About this task
Your answer must be the lines of the entries below, exactly as written, from the first line through the line containing "non-reentrant loop the".

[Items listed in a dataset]
━━━━━━
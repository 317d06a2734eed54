//! Tokio-driven scheduler loop, per spec.md §4.9.
//!
//! Grounded in the teacher's `scheduler::tokio_scheduler::TokioScheduler`
//! for the overall shape (watch-channel stop signal, `Arc<Self>`
//! construction) but replaces its per-second ticker and job-execution
//! machinery with the single cooperative non-reentrant loop the
//! specification describes: sleep `interval` seconds, then fully process
//! one tick (query, fire, reschedule) before sleeping again.

use std::sync::Arc;
use std::time::Duration;

use chrono::Utc;
use tokio::sync::watch;

use crate::agent::OutputText;
use crate::bus::traits::{EventBus, topics};

use super::schedule::recompute_next_run;
use super::task_repo::TaskRepository;

/// Default tick interval, per spec.md §4.9.
pub const DEFAULT_INTERVAL_SECS: u64 = 30;

pub struct TokioScheduler {
    repo: Arc<dyn TaskRepository>,
    bus: Arc<dyn EventBus>,
    interval: Duration,
    stop_tx: watch::Sender<bool>,
    stop_rx: watch::Receiver<bool>,
}

impl TokioScheduler {
    pub fn new(repo: Arc<dyn TaskRepository>, bus: Arc<dyn EventBus>) -> Arc<Self> {
        Self::with_interval(repo, bus, Duration::from_secs(DEFAULT_INTERVAL_SECS))
    }

    pub fn with_interval(repo: Arc<dyn TaskRepository>, bus: Arc<dyn EventBus>, interval: Duration) -> Arc<Self> {
        let (stop_tx, stop_rx) = watch::channel(false);
        Arc::new(Self {
            repo,
            bus,
            interval,
            stop_tx,
            stop_rx,
        })
    }

    /// Spawn the background loop. Idempotent only in the sense that calling
    /// it twice spawns two independent loops — callers are expected to call
    /// it once per scheduler instance.
    pub fn start(self: &Arc<Self>) {
        let this = Arc::clone(self);
        let mut stop_rx = this.stop_rx.clone();
        tokio::spawn(async move {
            loop {
                tokio::select! {
                    _ = tokio::time::sleep(this.interval) => {
                        this.tick().await;
                    }
                    Ok(()) = stop_rx.changed() => {
                        if *stop_rx.borrow() {
                            break;
                        }
                    }
                }
            }
        });
    }

    pub fn stop(&self) {
        let _ = self.stop_tx.send(true);
    }

    /// Process exactly one tick: query due tasks, fire each in order,
    /// recompute its `next_run`. Awaited to completion before the loop
    /// sleeps again — ticks never overlap.
    async fn tick(&self) {
        let now = Utc::now();
        let due = match self.repo.due_tasks(now).await {
            Ok(tasks) => tasks,
            Err(err) => {
                tracing::warn!(error = %err, "scheduler: failed to query due tasks");
                return;
            }
        };

        for task in due {
            let message = OutputText::new(&task.session_id, format!("Task due: {}", task.message_text()));
            if let Ok(value) = serde_json::to_value(&message) {
                if let Err(err) = self.bus.publish(topics::OUTPUT_TEXT, value).await {
                    tracing::warn!(error = %err, task_id = %task.id, "scheduler: failed to publish output.text");
                }
            }

            let next_run = match recompute_next_run(&task.schedule, now) {
                Ok(next_run) => next_run,
                Err(err) => {
                    tracing::warn!(error = %err, task_id = %task.id, "scheduler: invalid schedule, disabling task");
                    None
                }
            };

            if let Err(err) = self.repo.record_fire(&task.id, now, next_run).await {
                tracing::warn!(error = %err, task_id = %task.id, "scheduler: failed to record task fire");
            }
        }
    }
}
━━━━━━
Result of this exercise
repository 317d06a2734eed54
//! Tokio-driven scheduler loop, per spec.md §4.9.
//!
//! Grounded in the teacher's `scheduler::tokio_scheduler::TokioScheduler`
//! for the overall shape (watch-channel stop signal, `Arc<Self>`
//! construction) but replaces its per-second ticker and job-execution
//! machinery with the single cooperative non-reentrant loop the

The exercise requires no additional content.